New name. Same mission.
Palmer Land Trust is now Palmer Land Conservancy.
This annual event focuses on conservation in our region and the impact women are making protecting, preserving and fighting for our access to the great outdoors; safe, clean water; multi-generational family farms and more.
April 15, 2020
What do a butcher, author and adventurer, philanthropreneur, and public service commissioner have in common? An enduring and tenacious commitment to protecting Colorado’s wide-open spaces and precious natural resources.
Join Palmer Land Trust on April 15 for TENACITY: Women in Conservation 2020—an evening of inspiration and conversation around our shared passion for Colorado. The event will feature four remarkable women who have blazed their own paths and are defining conservation in the 21st century. From agriculture to recreation; adventure to entrepreneurship; philanthropy to water resources; learn about the grit and determination these women harness to do their important work, what challenges they’ve faced, and what gives them hope for the future. They’ll also share a few pearls of wisdom to inspire the next generation!
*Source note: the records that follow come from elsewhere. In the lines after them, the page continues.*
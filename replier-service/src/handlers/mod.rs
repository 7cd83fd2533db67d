use axum::Json;
use serde_json::{json, Value};

pub mod replier_handlers;

// GET /health
pub async fn health() -> Json<Value> {
    Json(json!({ "status": "ok" }))
}
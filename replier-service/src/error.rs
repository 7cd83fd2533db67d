use axum::{
    http::StatusCode,
    response::{IntoResponse, Response},
    Json,
};
use log::{error, warn};
use party_shared::{error::ServiceError, models::ErrorResponse};
use thiserror::Error;

#[derive(Error, Debug)]
pub enum AppError {
    #[error("Unauthorized: {0}")]
    Unauthorized(String),

    #[error("Forbidden: {0}")]
    Forbidden(String),

    #[error("Not found: {0}")]
    NotFound(String),

    #[error("Bad request: {0}")]
    BadRequest(String),

    #[error("Conflict: {0}")]
    Conflict(String),

    #[error("Internal server error: {0}")]
    InternalServerError(String),
}

impl From<ServiceError> for AppError {
    fn from(err: ServiceError) -> Self {
        match err {
            ServiceError::NotFound(msg) => AppError::NotFound(msg),
            ServiceError::Unauthorized(msg) => AppError::Unauthorized(msg),
            ServiceError::Forbidden(msg) => AppError::Forbidden(msg),
            ServiceError::ValidationError(msg) => AppError::BadRequest(msg),
            ServiceError::Conflict(msg) => AppError::Conflict(msg),
            ServiceError::InternalError(msg) => AppError::InternalServerError(msg),
        }
    }
}

impl IntoResponse for AppError {
    fn into_response(self) -> Response {
        let (status, message) = match self {
            AppError::Unauthorized(msg) => (StatusCode::UNAUTHORIZED, msg),
            AppError::Forbidden(msg) => (StatusCode::FORBIDDEN, msg),
            AppError::NotFound(msg) => (StatusCode::NOT_FOUND, msg),
            AppError::BadRequest(msg) => (StatusCode::BAD_REQUEST, msg),
            AppError::Conflict(msg) => (StatusCode::CONFLICT, msg),
            AppError::InternalServerError(msg) => {
                error!("Internal server error: {}", msg);
                (
                    StatusCode::INTERNAL_SERVER_ERROR,
                    "Internal server error".to_string(),
                )
            }
        };

        if status.is_client_error() {
            warn!("Returning error response: status={}, message={}", status, message);
        }
        (status, Json(ErrorResponse { error: message })).into_response()
    }
}

pub type Result<T> = std::result::Result<T, AppError>;
pub mod dynamo_test_utils;
pub mod http_test_utils;
pub mod mock_replier_store;
pub mod test_logging;
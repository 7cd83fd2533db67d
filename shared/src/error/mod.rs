use aws_sdk_dynamodb::error::SdkError;
use aws_sdk_dynamodb::operation::get_item::GetItemError;
use aws_sdk_dynamodb::operation::put_item::PutItemError;
use aws_sdk_dynamodb::operation::query::QueryError;
use aws_sdk_dynamodb::operation::scan::ScanError;
use thiserror::Error;

pub type Result<T> = std::result::Result<T, ServiceError>;

#[derive(Error, Debug)]
pub enum ServiceError {
    #[error("Resource not found: {0}")]
    NotFound(String),

    #[error("Unauthorized: {0}")]
    Unauthorized(String),

    #[error("Forbidden: {0}")]
    Forbidden(String),

    #[error("Validation error: {0}")]
    ValidationError(String),

    #[error("Conflict: {0}")]
    Conflict(String),

    #[error("Internal server error: {0}")]
    InternalError(String),
}

// Helper function to map GetItem errors
pub fn map_get_dynamo_error(err: SdkError<GetItemError>, id: &str) -> ServiceError {
    match &err {
        SdkError::ServiceError(service_err) => {
            if service_err.err().is_resource_not_found_exception() {
                ServiceError::NotFound(format!("Replier not found: {}", id))
            } else {
                ServiceError::InternalError(format!("DynamoDB get_item error: {}", err))
            }
        }
        _ => ServiceError::InternalError(format!("DynamoDB get_item error: {}", err)),
    }
}

// A failed `attribute_not_exists(id)` condition means the id is taken
pub fn map_put_dynamo_error(err: SdkError<PutItemError>, id: &str) -> ServiceError {
    match &err {
        SdkError::ServiceError(service_err)
            if service_err.err().is_conditional_check_failed_exception() =>
        {
            ServiceError::Conflict(format!("Replier with ID {} already exists", id))
        }
        _ => ServiceError::InternalError(format!("DynamoDB put_item error: {}", err)),
    }
}

// Helper function to map Query errors
pub fn map_query_dynamo_error(err: SdkError<QueryError>) -> ServiceError {
    ServiceError::InternalError(format!("DynamoDB query error: {}", err))
}

// Helper function to map Scan errors
pub fn map_scan_dynamo_error(err: SdkError<ScanError>) -> ServiceError {
    ServiceError::InternalError(format!("DynamoDB scan error: {}", err))
}

impl From<serde_dynamo::Error> for ServiceError {
    fn from(err: serde_dynamo::Error) -> Self {
        ServiceError::InternalError(format!("DynamoDB serialization error: {}", err))
    }
}

impl From<serde_json::Error> for ServiceError {
    fn from(err: serde_json::Error) -> Self {
        ServiceError::InternalError(format!("JSON serialization error: {}", err))
    }
}
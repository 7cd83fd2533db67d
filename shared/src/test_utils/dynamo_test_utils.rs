use aws_sdk_dynamodb::types::{
    AttributeDefinition, AttributeValue, BillingMode, GlobalSecondaryIndex, IndexStatus,
    KeySchemaElement, KeyType, Projection, ProjectionType, ScalarAttributeType, TableStatus,
};
use aws_sdk_dynamodb::Client;
use log::{debug, error, info};
use std::error::Error;
use std::time::Duration;

use crate::store::dynamo::GSI_OWNER;

/// # DynamoDB test utilities
///
/// Integration tests run against DynamoDB Local when `USE_DYNAMODB=true`;
/// otherwise they use the in-memory mock store. Call
/// `test_logging::init_test_logging()` first to see the log output.
pub const DYNAMO_LOCAL_URI: &str = "http://localhost:8000";

// Helper to check if DynamoDB integration tests should be used
pub fn use_dynamodb() -> bool {
    std::env::var("USE_DYNAMODB").unwrap_or_default() == "true"
}

// Helper to set up a DynamoDB client for local testing
pub async fn create_dynamo_client() -> Client {
    let config = aws_config::defaults(aws_config::BehaviorVersion::latest())
        .endpoint_url(DYNAMO_LOCAL_URI)
        .load()
        .await;

    Client::new(&config)
}

async fn table_exists(client: &Client, table_name: &str) -> Result<bool, Box<dyn Error>> {
    let tables = client.list_tables().send().await?;
    Ok(tables.table_names().iter().any(|name| name == table_name))
}

/// Creates the replier table (hash key `id`, sparse `owner` index),
/// dropping any previous table with the same name, and waits until it and
/// its index are ACTIVE.
pub async fn create_replier_table(client: &Client, table_name: &str) -> Result<(), Box<dyn Error>> {
    if table_exists(client, table_name).await? {
        info!("Table '{}' already exists, deleting it first...", table_name);
        client.delete_table().table_name(table_name).send().await?;
        while table_exists(client, table_name).await? {
            debug!("Table '{}' still exists, waiting...", table_name);
            tokio::time::sleep(Duration::from_secs(1)).await;
        }
    }

    let owner_index = GlobalSecondaryIndex::builder()
        .index_name(GSI_OWNER)
        .key_schema(
            KeySchemaElement::builder()
                .attribute_name("owner")
                .key_type(KeyType::Hash)
                .build()?,
        )
        .projection(
            Projection::builder()
                .projection_type(ProjectionType::All)
                .build(),
        )
        .build()?;

    info!("Creating replier table '{}'...", table_name);
    client
        .create_table()
        .table_name(table_name)
        .billing_mode(BillingMode::PayPerRequest)
        .key_schema(
            KeySchemaElement::builder()
                .attribute_name("id")
                .key_type(KeyType::Hash)
                .build()?,
        )
        .attribute_definitions(
            AttributeDefinition::builder()
                .attribute_name("id")
                .attribute_type(ScalarAttributeType::S)
                .build()?,
        )
        .attribute_definitions(
            AttributeDefinition::builder()
                .attribute_name("owner")
                .attribute_type(ScalarAttributeType::S)
                .build()?,
        )
        .global_secondary_indexes(owner_index)
        .send()
        .await?;

    loop {
        let resp = client.describe_table().table_name(table_name).send().await?;
        if let Some(table_desc) = resp.table() {
            let table_active = table_desc.table_status() == Some(&TableStatus::Active);
            let indexes_active = table_desc
                .global_secondary_indexes()
                .iter()
                .all(|idx| idx.index_status() == Some(&IndexStatus::Active));
            if table_active && indexes_active {
                break;
            }
            debug!("Table '{}' status: {:?}", table_name, table_desc.table_status());
        }
        tokio::time::sleep(Duration::from_secs(1)).await;
    }

    info!("Table '{}' is ready for testing!", table_name);
    Ok(())
}

// Helper to clean the DynamoDB table between tests
pub async fn clear_dynamo_table(client: &Client, table_name: &str) {
    let mut last_key = None;
    loop {
        let scan_resp = match client
            .scan()
            .table_name(table_name)
            .set_exclusive_start_key(last_key)
            .send()
            .await
        {
            Ok(resp) => resp,
            Err(e) => {
                error!("Failed to scan table '{}': {}", table_name, e);
                break;
            }
        };

        for item in scan_resp.items() {
            let Some(AttributeValue::S(id)) = item.get("id") else {
                continue;
            };
            if let Err(e) = client
                .delete_item()
                .table_name(table_name)
                .key("id", AttributeValue::S(id.clone()))
                .send()
                .await
            {
                error!("Failed to delete item '{}' from table '{}': {}", id, table_name, e);
            }
        }

        last_key = scan_resp.last_evaluated_key().cloned();
        if last_key.is_none() {
            break;
        }
    }
}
The evening will begin with a short film featuring Lyda Hill. For decades Lyda has pushed the envelope supporting game-changing advances in science and nature, to empowering nonprofit organizations, and to improving the local communities of greatest importance to her: North Texas and Colorado Springs.
The centerpiece of the evening will be an on-stage conversation between three highly accomplished women who are leaving indelible marks on their respective industries, while simultaneously protecting the natural resources that define our great state.
TENACITY will open with a welcome keynote by Rebecca Jewett, President and CEO of Palmer Land Trust. The on-stage conversation will be moderated by Ed Roberson, host of the Mountain & Prairie Podcast and Conservation Director at Palmer Land Trust. Check out the conversation in podcast form on Mountain & Prairie Podcast.
Join us for what is sure to be a fascinating and inspiring evening learning from these women, celebrating their vision for Colorado, and cultivating a sense of community and action for the important work of protecting our home.
Kate Greenberg has served as Colorado’s Commissioner of Agriculture since 2018. Prior to her appointment, Greenberg was the Western Program Director for National Young Farmers Coalition, where she established and grew the organization’s presence and membership across the West. Greenberg has farmed on operations across the West, managed Western policy field programs through Whitman College, and worked in natural resource education and restoration from eastern Washington to Mexico’s Colorado River Delta. She was involved in the development of the Colorado Water Plan and Colorado River Basin water policy and is a graduate of Water Education Colorado’s Water Leaders flagship course. While she currently spends much of her time traveling the state, Durango, Colorado is home.
Heather Hansman is an award-winning journalist whose work has appeared in The Guardian, The Atlantic, Smithsonian, and many others. She's Outside magazine's online environmental columnist. Her recent book "Downriver: Into the Future of Water in the West" has been called "a worthy updating of a core library containing such works as Marc Reisner's Cadillac Desert."
Lyda Hill is a Dallas entrepreneur, philanthropist and one of the few women to make the 2013 Philanthropy list of most generous donors and Forbes’ 2014 list of top 15 entrepreneurs who give back to the community. She leads Lyda Hill Philanthropies and is chairman of LH Capital, Inc., a private investment firm. Through her for-profit and not-for-profit investments, Miss Hill is committed to funding game-changing advances in science and nature, to empowering nonprofit organizations and to improving the local communities of greatest importance to her: North Texas and Colorado Springs.
Kate Kavanaugh’s mission of healing land, bodies, and communities came together in Western Daughters Butcher Shop in 2013. She married her passion for restoring native shortgrass prairie with cooking delicious meals, all with the goal of making great food a byproduct of conservation. Kate’s background in biology, ecology, nutrition, and anthropology gives her a unique chance to tackle the many different facets of our food system. When she’s not breaking down animals, you can find Kate photographing her latest kitchen creation, out hiking, or foraging. Kate and her life and business partner, Josh Curtiss, recently bought a small farm in upstate New York.
Recognized by the Aspen Institute, High Country News, and other notable organizations, the Mountain & Prairie Podcast features substantive, long-form interviews with innovators of the American West. Guests include ranchers, writers, athletes, artists, adventurers, conservationists, entrepreneurs—anyone who’s doing inspired work that contributes to the region’s evolving and complex cultural fabric. Through informal yet in-depth conversations, conservationist Ed Roberson introduces you to these fascinating characters, giving you a better understanding of their careers, influences, and outlooks, as well as a deeper appreciation for life in the American West.